(Work to be completed): Could you show each line of the records that contains the word "AssignPrivilegedRole"?

(Records to use):
/// Visibility and authorization engine
///
/// Pure decision logic: nothing in here touches the store. Callers resolve
/// an [`Actor`] (id, role and team affiliation) once per request, then ask
/// the engine what it may see and do.
///
/// # Permission Model
///
/// | Role     | Users visible                               | Teams visible | Writes |
/// |----------|---------------------------------------------|---------------|--------|
/// | admin    | all                                         | all           | all    |
/// | manager  | self + employees of the managed teams       | managed teams | none   |
/// | employee | self + employees of the same team           | own team      | none   |
///
/// Single-record reads are slightly looser for managers: a manager is
/// refused only admin records.

use uuid::Uuid;

use crate::models::user::{Role, User};

/// Error type for authorization checks
#[derive(Debug, Clone, PartialEq, Eq, thiserror::Error)]
pub enum AuthzError {
    /// Requested role is not one of the three known roles
    #[error("rôle invalide")]
    InvalidRole,

    /// Operation is reserved to admins
    #[error("{}", .0.denial())]
    AdminRequired(AdminAction),

    /// Target is outside the actor's visibility
    #[error("accès refusé")]
    AccessDenied,
}

/// Admin-only operations
#[derive(Debug, Clone, Copy, PartialEq, Eq)]
pub enum AdminAction {
    CreateUser,
    AssignPrivilegedRole,
    UpdateUser,
    DeleteUser,
    CreateTeam,
    UpdateTeam,
    DeleteTeam,
    AddManager,
    RemoveManager,
}

impl AdminAction {
    /// User-facing refusal message
    pub fn denial(&self) -> &'static str {
        match self {
            AdminAction::CreateUser => "seul un admin peut créer des utilisateurs",
            AdminAction::AssignPrivilegedRole => "seul un admin peut créer des admins ou managers",
            AdminAction::UpdateUser => "seul un admin peut modifier des utilisateurs",
            AdminAction::DeleteUser => "seul un admin peut supprimer des utilisateurs",
            AdminAction::CreateTeam => "seul un admin peut créer des teams",
            AdminAction::UpdateTeam => "seul un admin peut modifier des teams",
            AdminAction::DeleteTeam => "seul un admin peut supprimer des teams",
            AdminAction::AddManager => "seul un admin peut affecter des managers",
            AdminAction::RemoveManager => "seul un admin peut retirer des managers",
        }
    }
}

/// Authenticated caller with its team affiliation
#[derive(Debug, Clone, PartialEq, Eq)]
pub struct Actor {
    pub id: Uuid,
    pub role: Role,

    /// Team of an employee
    pub team_id: Option<Uuid>,

    /// Live teams linked to a manager
    pub managed_team_ids: Vec<Uuid>,
}

impl Actor {
    pub fn is_admin(&self) -> bool {
        self.role == Role::Admin
    }

    /// Teams whose employees this actor may see
    ///
    /// Empty for admins, who are not scoped by team at all.
    pub fn team_scope(&self) -> Vec<Uuid> {
        match self.role {
            Role::Admin => Vec::new(),
            Role::Manager => self.managed_team_ids.clone(),
            Role::Employee => self.team_id.into_iter().collect(),
        }
    }
}

/// Which users a listing may return
#[derive(Debug, Clone, PartialEq, Eq)]
pub enum UserVisibility {
    All,

    /// The actor itself plus employees of `team_ids`
    Scoped { actor_id: Uuid, team_ids: Vec<Uuid> },
}

impl UserVisibility {
    pub fn permits(&self, user: &User) -> bool {
        match self {
            UserVisibility::All => true,
            UserVisibility::Scoped { actor_id, team_ids } => {
                user.id == *actor_id
                    || (user.role == Role::Employee
                        && user.team_id.map_or(false, |team| team_ids.contains(&team)))
            }
        }
    }
}

/// Which teams a listing may return
#[derive(Debug, Clone, PartialEq, Eq)]
pub enum TeamVisibility {
    All,
    Only(Vec<Uuid>),
}

impl TeamVisibility {
    pub fn permits(&self, team_id: Uuid) -> bool {
        match self {
            TeamVisibility::All => true,
            TeamVisibility::Only(ids) => ids.contains(&team_id),
        }
    }
}

pub fn user_visibility(actor: &Actor) -> UserVisibility {
    if actor.is_admin() {
        UserVisibility::All
    } else {
        UserVisibility::Scoped {
            actor_id: actor.id,
            team_ids: actor.team_scope(),
        }
    }
}

pub fn team_visibility(actor: &Actor) -> TeamVisibility {
    if actor.is_admin() {
        TeamVisibility::All
    } else {
        TeamVisibility::Only(actor.team_scope())
    }
}

/// Single-record read check for users
///
/// - admin: any user
/// - manager: anyone but an admin
/// - employee: self, or an employee of the same team
pub fn can_read_user(actor: &Actor, target: &User) -> Result<(), AuthzError> {
    let allowed = match actor.role {
        Role::Admin => true,
        Role::Manager => target.role != Role::Admin,
        Role::Employee => {
            target.id == actor.id
                || (target.role == Role::Employee
                    && actor.team_id.is_some()
                    && target.team_id == actor.team_id)
        }
    };

    if allowed {
        Ok(())
    } else {
        Err(AuthzError::AccessDenied)
    }
}

/// Single-record read check for teams
pub fn can_read_team(actor: &Actor, team_id: Uuid) -> Result<(), AuthzError> {
    if team_visibility(actor).permits(team_id) {
        Ok(())
    } else {
        Err(AuthzError::AccessDenied)
    }
}

/// Write gate shared by every user and team mutation
pub fn require_admin(actor: &Actor, action: AdminAction) -> Result<(), AuthzError> {
    if actor.is_admin() {
        Ok(())
    } else {
        Err(AuthzError::AdminRequired(action))
    }
}

/// Role requested at creation; defaults to employee when unspecified
pub fn resolve_requested_role(requested: Option<&str>) -> Result<Role, AuthzError> {
    match requested {
        None | Some("") => Ok(Role::Employee),
        Some(name) => Role::parse(name).ok_or(AuthzError::InvalidRole),
    }
}

/// Admin and manager roles may be granted only by an admin creator
pub fn require_role_assignment(creator_role: Option<Role>, requested: Role) -> Result<(), AuthzError> {
    if requested.requires_admin_creator() && creator_role != Some(Role::Admin) {
        return Err(AuthzError::AdminRequired(AdminAction::AssignPrivilegedRole));
    }
    Ok(())
}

(Problem solution):
    AssignPrivilegedRole,
            AdminAction::AssignPrivilegedRole => "seul un admin peut créer des admins ou managers",
        return Err(AuthzError::AdminRequired(AdminAction::AssignPrivilegedRole));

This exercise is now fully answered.